Entries supplied:
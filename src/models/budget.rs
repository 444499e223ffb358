//! Budget model
//!
//! Budgets are the allocation targets of the ledger. A budget is either
//! standing (carries a balance across pay periods), periodic (resets each
//! period), or one-off (a temporary bucket for a single purpose).

use chrono::{DateTime, Utc};
use serde::{Deserialize, Serialize};
use std::fmt;

use super::ids::BudgetId;

/// The kind of budget
#[derive(Debug, Clone, Copy, PartialEq, Eq, Serialize, Deserialize, Default)]
#[serde(rename_all = "lowercase")]
pub enum BudgetKind {
    /// Long-running budget whose balance carries across pay periods
    Standing,
    /// Resets each pay period or budget cycle
    #[default]
    Periodic,
    /// Temporary single-purpose budget
    OneOff,
}

impl fmt::Display for BudgetKind {
    fn fmt(&self, f: &mut fmt::Formatter<'_>) -> fmt::Result {
        match self {
            Self::Standing => write!(f, "Standing"),
            Self::Periodic => write!(f, "Periodic"),
            Self::OneOff => write!(f, "One-off"),
        }
    }
}

/// A budget category that transactions allocate against
#[derive(Debug, Clone, Serialize, Deserialize)]
pub struct Budget {
    /// Unique identifier
    pub id: BudgetId,

    /// Budget name
    pub name: String,

    /// Standing, periodic, or one-off
    pub kind: BudgetKind,

    /// Free-form description
    #[serde(default)]
    pub description: String,

    /// Whether this is an income budget rather than an expense budget
    #[serde(default)]
    pub is_income: bool,

    /// Excluded from running-balance math when set
    #[serde(default)]
    pub skip_balance: bool,

    /// Display-only flag: omit from spending graphs
    #[serde(default)]
    pub omit_from_graphs: bool,

    /// Whether active or historical
    #[serde(default = "default_active")]
    pub active: bool,

    /// When the budget was created
    pub created_at: DateTime<Utc>,

    /// When the budget was last modified
    pub updated_at: DateTime<Utc>,
}

fn default_active() -> bool {
    true
}

impl Budget {
    /// Create a new budget
    pub fn new(name: impl Into<String>, kind: BudgetKind) -> Self {
        let now = Utc::now();
        Self {
            id: BudgetId::new(),
            name: name.into(),
            kind,
            description: String::new(),
            is_income: false,
            skip_balance: false,
            omit_from_graphs: false,
            active: true,
            created_at: now,
            updated_at: now,
        }
    }

    /// Create a standing budget
    pub fn standing(name: impl Into<String>) -> Self {
        Self::new(name, BudgetKind::Standing)
    }

    /// Create a periodic budget
    pub fn periodic(name: impl Into<String>) -> Self {
        Self::new(name, BudgetKind::Periodic)
    }

    /// Create a one-off budget
    pub fn one_off(name: impl Into<String>) -> Self {
        Self::new(name, BudgetKind::OneOff)
    }

    /// Deactivate the budget; it stays available for historical lookups
    pub fn deactivate(&mut self) {
        self.active = false;
        self.updated_at = Utc::now();
    }

    /// Reactivate the budget
    pub fn activate(&mut self) {
        self.active = true;
        self.updated_at = Utc::now();
    }

    /// Validate the budget
    pub fn validate(&self) -> Result<(), String> {
        if self.name.trim().is_empty() {
            return Err("Budget name cannot be empty".to_string());
        }
        if self.name.len() > 50 {
            return Err(format!("Budget name too long: {} chars", self.name.len()));
        }
        Ok(())
    }
}

impl fmt::Display for Budget {
    fn fmt(&self, f: &mut fmt::Formatter<'_>) -> fmt::Result {
        write!(f, "{} ({})", self.name, self.kind)
    }
}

Work instruction:
Pick from the records each line that contains the word "purpose" and show it.

Answer:
//! period), or one-off (a temporary bucket for a single purpose).
    /// Temporary single-purpose budget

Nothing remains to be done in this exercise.